Zamach pod Moskwą, 154 osoby nie żyją. Putin twierdzi, że sprawcy "poruszali się w kierunku Ukrainy". To prowokacja Kremla?
Krwawy zamach pod Moskwą już wykorzystywany jest przez Kreml przeciwko Ukrainie! W piątek, 22 marca grupa uzbrojonych napastników wtargnęła do pełnej ludzi salę koncertową Crocus City Hall w Krasnogorsku. Strzelali do przypadkowych osób, w budynku słychać było eksplozje, potem wybuchł pożar i zawalił się dach. Oficjalnie rosyjskie władze potwierdziły śmierć 154 osób. Odpowiedzialność za zamach wzięło Państwo Islamskie. W ostatnich tygodniach liczne ambasady ostrzegały przed możliwością zamachu na duże grupy ludzi w rejonie Moskwy, zwłaszcza w salach koncertowych. Niestety, rzeczywiście terroryści taki atak zorganizowali. Zatrzymano 11 osób, w tym czterech zamachowców. To obywatele Tadżykistanu. Niektórzy tłumaczyli, że poznali zleceniodawców w internecie i oferowano im pieniądze. W oświadczeniu ISIS stwierdziło, że atak był odpowiedzią na "wojnę wypowiedzianą Państwu Islamskiemu przez kraje walczące z islamem". Tymczasem Putin wygłosił przemówienie na temat zamachu.

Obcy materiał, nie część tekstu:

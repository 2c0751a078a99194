//! # Redis
//!
//! Users and their saved locations.
//!
//! ## Layout
//!
//! - `users`: hash of username -> user JSON (id + password hash)
//! - `usernames`: hash of user id -> username, for session lookups
//! - `locations:{user_id}`: hash of location id -> location JSON
//! - `next_user_id`, `next_location_id`: `INCR` counters
//!
//! Usernames are claimed with `HSETNX`, so two concurrent registrations of the
//! same name cannot both win. A losing registration burns one user id. The
//! id -> username entry is written before the claim, so a claimed name always
//! has a user that sessions can resolve.
use std::{sync::LazyLock, time::Duration};

use async_trait::async_trait;
use proximity::GeoPoint;
use redis::{
    AsyncCommands, Client, RedisError, Script,
    aio::{ConnectionManager, ConnectionManagerConfig},
};
use serde::{Deserialize, Serialize};
use tokio::time::sleep;
use tracing::{info, warn};

use crate::error::AppError;

pub type UserId = u64;
pub type LocationId = u64;

pub const USERS_KEY: &str = "users";
pub const USERNAMES_KEY: &str = "usernames";
pub const NEXT_USER_ID_KEY: &str = "next_user_id";
pub const NEXT_LOCATION_ID_KEY: &str = "next_location_id";

/// Rewrites a hash field only if it still exists. Returns 1 when written.
pub const UPDATE_IF_PRESENT_SCRIPT_BODY: &str = r"
if redis.call('HEXISTS', KEYS[1], ARGV[1]) == 1 then
    redis.call('HSET', KEYS[1], ARGV[1], ARGV[2])
    return 1
end
return 0
";

static UPDATE_IF_PRESENT_SCRIPT: LazyLock<Script> =
    LazyLock::new(|| Script::new(UPDATE_IF_PRESENT_SCRIPT_BODY));

pub fn locations_key(user_id: UserId) -> String {
    format!("locations:{user_id}")
}

#[derive(Serialize, Deserialize, Debug, Clone, PartialEq)]
pub struct User {
    pub id: UserId,
    pub username: String,
    pub password_hash: String,
}

#[derive(Serialize, Deserialize, Debug, Clone, PartialEq)]
pub struct SavedLocation {
    pub id: LocationId,
    pub lat: f64,
    pub lon: f64,
    pub description: Option<String>,
}

#[async_trait]
pub trait Store: Send + Sync {
    /// `None` when the username is already taken.
    async fn create_user(&self, username: &str, password_hash: &str)
    -> Result<Option<User>, AppError>;

    async fn find_user(&self, username: &str) -> Result<Option<User>, AppError>;

    async fn user_exists(&self, user_id: UserId) -> Result<bool, AppError>;

    async fn save_location(
        &self,
        user_id: UserId,
        point: GeoPoint,
        description: Option<String>,
    ) -> Result<SavedLocation, AppError>;

    /// Oldest first.
    async fn list_locations(&self, user_id: UserId) -> Result<Vec<SavedLocation>, AppError>;

    /// `false` when the user has no such location.
    async fn delete_location(
        &self,
        user_id: UserId,
        location_id: LocationId,
    ) -> Result<bool, AppError>;

    async fn update_description(
        &self,
        user_id: UserId,
        location_id: LocationId,
        description: Option<String>,
    ) -> Result<Option<SavedLocation>, AppError>;
}

pub async fn init_redis(
    redis_url: &str,
    retries: u32,
    retry_delay: Duration,
) -> Result<ConnectionManager, RedisError> {
    let config = ConnectionManagerConfig::new()
        .set_number_of_retries(1)
        .set_connection_timeout(Duration::from_millis(500));

    let client = Client::open(redis_url)?;
    let mut attempt = 1;

    loop {
        match client
            .get_connection_manager_with_config(config.clone())
            .await
        {
            Ok(connection_manager) => {
                info!("Connected to Redis");
                return Ok(connection_manager);
            }
            Err(e) if attempt < retries => {
                warn!("Redis connection failed ({attempt}/{retries}): {e}");
                attempt += 1;
                sleep(retry_delay).await;
            }
            Err(e) => return Err(e),
        }
    }
}

pub struct RedisStore {
    connection: ConnectionManager,
}

impl RedisStore {
    pub fn new(connection: ConnectionManager) -> Self {
        Self { connection }
    }
}

fn encode<T: Serialize>(value: &T) -> Result<String, AppError> {
    serde_json::to_string(value).map_err(|e| AppError::InternalError(Box::new(e)))
}

fn decode<T: for<'de> Deserialize<'de>>(raw: &str) -> Result<T, AppError> {
    serde_json::from_str(raw).map_err(|e| AppError::InternalError(Box::new(e)))
}

#[async_trait]
impl Store for RedisStore {
    async fn create_user(
        &self,
        username: &str,
        password_hash: &str,
    ) -> Result<Option<User>, AppError> {
        let mut conn = self.connection.clone();

        let id: UserId = conn.incr(NEXT_USER_ID_KEY, 1).await?;
        let user = User {
            id,
            username: username.to_string(),
            password_hash: password_hash.to_string(),
        };

        let _: () = conn.hset(USERNAMES_KEY, id, username).await?;

        let claimed: bool = conn.hset_nx(USERS_KEY, username, encode(&user)?).await?;
        if !claimed {
            let _: () = conn.hdel(USERNAMES_KEY, id).await?;
            return Ok(None);
        }

        Ok(Some(user))
    }

    async fn find_user(&self, username: &str) -> Result<Option<User>, AppError> {
        let mut conn = self.connection.clone();

        let raw: Option<String> = conn.hget(USERS_KEY, username).await?;

        raw.as_deref().map(decode::<User>).transpose()
    }

    async fn user_exists(&self, user_id: UserId) -> Result<bool, AppError> {
        let mut conn = self.connection.clone();

        Ok(conn.hexists(USERNAMES_KEY, user_id).await?)
    }

    async fn save_location(
        &self,
        user_id: UserId,
        point: GeoPoint,
        description: Option<String>,
    ) -> Result<SavedLocation, AppError> {
        let mut conn = self.connection.clone();

        let id: LocationId = conn.incr(NEXT_LOCATION_ID_KEY, 1).await?;
        let location = SavedLocation {
            id,
            lat: point.lat(),
            lon: point.lon(),
            description,
        };

        let _: () = conn
            .hset(locations_key(user_id), id, encode(&location)?)
            .await?;

        Ok(location)
    }

    async fn list_locations(&self, user_id: UserId) -> Result<Vec<SavedLocation>, AppError> {
        let mut conn = self.connection.clone();

        let raw: Vec<String> = conn.hvals(locations_key(user_id)).await?;

        let mut locations = raw
            .iter()
            .map(|r| decode::<SavedLocation>(r))
            .collect::<Result<Vec<_>, _>>()?;
        locations.sort_by_key(|l| l.id);

        Ok(locations)
    }

    async fn delete_location(
        &self,
        user_id: UserId,
        location_id: LocationId,
    ) -> Result<bool, AppError> {
        let mut conn = self.connection.clone();

        let removed: u32 = conn.hdel(locations_key(user_id), location_id).await?;

        Ok(removed > 0)
    }

    async fn update_description(
        &self,
        user_id: UserId,
        location_id: LocationId,
        description: Option<String>,
    ) -> Result<Option<SavedLocation>, AppError> {
        let mut conn = self.connection.clone();
        let key = locations_key(user_id);

        let raw: Option<String> = conn.hget(&key, location_id).await?;
        let Some(raw) = raw else {
            return Ok(None);
        };

        let mut location: SavedLocation = decode(&raw)?;
        location.description = description;

        // A delete may land between the read and the write.
        let written: bool = UPDATE_IF_PRESENT_SCRIPT
            .key(&key)
            .arg(location_id)
            .arg(encode(&location)?)
            .invoke_async(&mut conn)
            .await?;

        Ok(written.then_some(location))
    }
}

Putin: „Według wstępnych informacji było przygotowane okno do przekroczenia granicy po stronie ukraińskiej”
Według Władimira Putina poruszający się białym Renault zamachowcy „próbowali się ukryć i poruszali się w kierunku Ukrainy”, gdzie „według wstępnych informacji było przygotowane okno do przekroczenia granicy po stronie ukraińskiej”. Zapowiada karę dla wszystkich, którzy wzięli udział w zamachu i pomoc dla rodzin ofiar oraz rannych. „Teraz najważniejsze jest to, by nie pozwolić tym, którzy stoją za tą krwawą masakrą, popełnić nowego przestępstwa. Wszyscy wykonawcy, organizatorzy i zleceniodawcy poniosą sprawiedliwą i nieuniknioną karę” - mówił Putin. Teoria o ukraińskim wątku została już skrytykowana przez władze w Kijowie. „Wersje rosyjskich służb specjalnych o rzekomych związkach Ukrainy z zamachem w Rosji są absolutnie nie do obrony i absurdalne” – powiedział doradca szefa kancelarii prezydenta Ukrainy Mychajło Podolak. „Uważamy takie oskarżenia za zaplanowaną prowokację Kremla” – oświadczyło MSZ Ukrainy.